Faut-il pendre les JLD (juge de la liberté et de la détention) ?
Par Michel Huyette
Cet article a été mis en ligne le 8 septembre 2010. Il est remis en première page après actualisation.
De nouveau, un JLD vient de se faire publiquement (et verbalement) lyncher, après avoir mis sous contrôle judiciaire, et non en détention provisoire, un homme mis en examen pour une éventuelle participation au braquage d'un casino dans la banlieue de Grenoble.
Les mots utilisés par les syndicats de policier et le ministre de l'intérieur, ce dernier étant ensuite tacitement approuvé par le président de la République, ont été inhabituellement violents et agressifs. Il a été question de guerre police/justice, d'indignation, de décision scandaleuse et intolérable, et même d'acte de forfaiture. Rien de moins !

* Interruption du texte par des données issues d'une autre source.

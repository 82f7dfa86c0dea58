//! Error types for corral.
//!
//! Uses thiserror for derive macros. Variants fall into four groups:
//! lock timeouts (retryable), API misuse (a bug in the caller), filesystem
//! failures (surfaced with path context), and state/config problems.

use crate::exit_codes;
use std::io;
use std::path::{Path, PathBuf};
use std::time::Duration;
use thiserror::Error;

/// Main error type for corral operations.
#[derive(Error, Debug)]
pub enum CorralError {
    /// The lock could not be acquired before the deadline.
    #[error("timed out after {}ms waiting for lock on '{}'", waited.as_millis(), path.display())]
    Timeout {
        /// The protected resource path.
        path: PathBuf,
        /// How long the caller actually waited.
        waited: Duration,
    },

    /// `lock`/`rlock` called on a handle that already holds the lock.
    #[error("lock on '{}' is already held by this handle", path.display())]
    AlreadyLocked { path: PathBuf },

    /// `unlock`/`runlock` called without holding the lock in that mode.
    #[error("lock on '{}' is not held in the requested mode", path.display())]
    NotLocked { path: PathBuf },

    /// A scoped lock call was nested inside another on the same path.
    #[error("reentrant scoped lock on '{}' would deadlock", path.display())]
    Reentrant { path: PathBuf },

    /// Filesystem failure with context.
    #[error("{context}: {source}")]
    Io {
        context: String,
        #[source]
        source: io::Error,
    },

    /// A protected state file could not be parsed.
    #[error("corrupt state file '{}': {}", path.display(), reason)]
    Corrupt { path: PathBuf, reason: String },

    /// Serialization of state failed.
    #[error("serialization failed: {0}")]
    Serialization(String),

    /// Invalid configuration.
    #[error("invalid config: {0}")]
    Config(String),

    /// User provided invalid arguments.
    #[error("{0}")]
    UserError(String),

    /// A keyed entry does not exist.
    #[error("not found: {0}")]
    NotFound(String),

    /// A keyed entry already exists.
    #[error("already exists: {0}")]
    AlreadyExists(String),
}

impl CorralError {
    /// Wrap an I/O error with a message naming the path involved.
    pub fn io(context: impl Into<String>, source: io::Error) -> Self {
        CorralError::Io {
            context: context.into(),
            source,
        }
    }

    pub(crate) fn io_at(action: &str, path: &Path, source: io::Error) -> Self {
        Self::io(format!("failed to {} '{}'", action, path.display()), source)
    }

    /// Whether the caller may reasonably retry the operation later.
    pub fn is_retryable(&self) -> bool {
        matches!(self, CorralError::Timeout { .. })
    }

    /// Whether the error indicates a programming error in the caller.
    pub fn is_misuse(&self) -> bool {
        matches!(
            self,
            CorralError::AlreadyLocked { .. }
                | CorralError::NotLocked { .. }
                | CorralError::Reentrant { .. }
        )
    }

    /// Returns the appropriate exit code for this error type.
    pub fn exit_code(&self) -> i32 {
        match self {
            CorralError::Timeout { .. } => exit_codes::LOCK_BUSY,
            CorralError::AlreadyLocked { .. }
            | CorralError::NotLocked { .. }
            | CorralError::Reentrant { .. } => exit_codes::INTERNAL_MISUSE,
            CorralError::Io { .. } => exit_codes::IO_FAILURE,
            CorralError::Corrupt { .. } | CorralError::Serialization(_) => {
                exit_codes::STATE_FAILURE
            }
            CorralError::Config(_)
            | CorralError::UserError(_)
            | CorralError::NotFound(_)
            | CorralError::AlreadyExists(_) => exit_codes::USER_ERROR,
        }
    }
}

/// Result type alias for corral operations.
pub type Result<T> = std::result::Result<T, CorralError>;
//! Implementation of the `corral connection` commands.

use crate::cli::{ConnectionAddArgs, ConnectionNameArgs};
use crate::context::StateContext;
use crate::error::{CorralError, Result};
use crate::state::{Connection, ConnectionKind};

/// Execute `corral connection add`.
pub fn cmd_connection_add(ctx: &StateContext, args: ConnectionAddArgs) -> Result<()> {
    let config = ctx.load_config()?;
    let registry = ctx.connections(&config)?;

    let root = match args.root {
        Some(root) => root,
        None => std::env::current_dir().map_err(|e| {
            CorralError::UserError(format!("failed to get current working directory: {}", e))
        })?,
    };

    if !args.ssh && (args.host.is_some() || args.user.is_some()) {
        return Err(CorralError::UserError(
            "--host and --user only apply to ssh connections (add --ssh)".to_string(),
        ));
    }

    let mut connection = Connection::local(args.name, root);
    if args.ssh {
        connection.kind = ConnectionKind::Ssh;
        connection.host = args.host;
        connection.user = args.user;
    }

    registry.add(connection.clone())?;
    println!("Added connection: {}", connection);
    Ok(())
}

/// Execute `corral connection remove`.
pub fn cmd_connection_remove(ctx: &StateContext, args: ConnectionNameArgs) -> Result<()> {
    let config = ctx.load_config()?;
    let registry = ctx.connections(&config)?;

    let removed = registry.remove(&args.name)?;
    println!("Removed connection: {}", removed.name);
    Ok(())
}

/// Execute `corral connection list`.
pub fn cmd_connection_list(ctx: &StateContext) -> Result<()> {
    let config = ctx.load_config()?;
    let registry = ctx.connections(&config)?;

    let connections = registry.list();
    if connections.is_empty() {
        println!("No connections.");
        return Ok(());
    }

    for conn in &connections {
        match conn.last_seen {
            Some(seen) => println!(
                "{}  (last seen {})",
                conn,
                seen.format("%Y-%m-%d %H:%M:%S UTC")
            ),
            None => println!("{}", conn),
        }
    }
    Ok(())
}

/// Execute `corral connection touch`.
pub fn cmd_connection_touch(ctx: &StateContext, args: ConnectionNameArgs) -> Result<()> {
    let config = ctx.load_config()?;
    let registry = ctx.connections(&config)?;

    let conn = registry.touch(&args.name)?;
    println!("Touched connection: {}", conn.name);
    Ok(())
}
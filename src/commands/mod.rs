//! Command implementations for corral.
//!
//! This module provides the dispatcher that routes CLI commands to their
//! implementations.

mod connection;
mod lock;
mod names;

use crate::cli::{Command, ConnectionAction, LockAction, NamesAction};
use crate::context::StateContext;
use crate::error::Result;
use std::path::Path;

/// Dispatch a command to its implementation.
///
/// This is the main entry point for command execution. Each command
/// is routed to its handler function.
pub fn dispatch(state_dir: Option<&Path>, command: Command) -> Result<()> {
    let ctx = StateContext::resolve(state_dir)?;
    tracing::debug!(state_dir = %ctx.state_dir.display(), "resolved state directory");

    match command {
        Command::Lock(lock_cmd) => match lock_cmd.action {
            LockAction::List(args) => lock::cmd_lock_list(&ctx, args),
            LockAction::Clean(args) => lock::cmd_lock_clean(&ctx, args),
            LockAction::Hold(args) => lock::cmd_lock_hold(&ctx, args),
            LockAction::Run(args) => lock::cmd_lock_run(&ctx, args),
        },
        Command::Connection(conn_cmd) => match conn_cmd.action {
            ConnectionAction::Add(args) => connection::cmd_connection_add(&ctx, args),
            ConnectionAction::Remove(args) => connection::cmd_connection_remove(&ctx, args),
            ConnectionAction::List => connection::cmd_connection_list(&ctx),
            ConnectionAction::Touch(args) => connection::cmd_connection_touch(&ctx, args),
        },
        Command::Names(names_cmd) => match names_cmd.action {
            NamesAction::Allocate { holder } => names::cmd_names_allocate(&ctx, &holder),
            NamesAction::Release { name } => names::cmd_names_release(&ctx, &name),
            NamesAction::List => names::cmd_names_list(&ctx),
        },
    }
}
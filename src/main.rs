//! Entry point for the `corral` CLI. Parses arguments, installs logging,
//! dispatches to the command handlers, and maps errors to exit codes.

use corral::cli::Cli;
use corral::{commands, exit_codes};
use std::process::ExitCode;
use tracing_subscriber::EnvFilter;

fn init_tracing(verbose: u8) {
    // RUST_LOG wins over -v.
    let default_level = match verbose {
        0 => "warn",
        1 => "debug",
        _ => "trace",
    };
    tracing_subscriber::fmt()
        .with_env_filter(
            EnvFilter::try_from_default_env().unwrap_or_else(|_| EnvFilter::new(default_level)),
        )
        .with_writer(std::io::stderr)
        .init();
}

fn main() -> ExitCode {
    let cli = Cli::parse_args();
    init_tracing(cli.verbose);

    match commands::dispatch(cli.state_dir.as_deref(), cli.command) {
        Ok(()) => ExitCode::from(exit_codes::SUCCESS as u8),
        Err(err) => {
            eprintln!("Error: {}", err);
            if err.is_retryable() {
                eprintln!("resource busy, try again shortly");
            }

            ExitCode::from(err.exit_code() as u8)
        }
    }
}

Notons en passant que ceux qui ont employé ce dernier terme n'ont sans doute pas pris le temps de jeter un coup d'oeil au dictionnaire. La forfaiture c'est en effet un crime commis dans l'exercice de ses fonctions par un agent de l'Etat. Or dans cette affaire personne n'a soutenu que la décision du JLD n'était pas conforme au droit en vigueur, ni indiqué quel "crime" ce juge aurait commis. Mais restons en aux seuls éléments permettant de débattre intelligemment.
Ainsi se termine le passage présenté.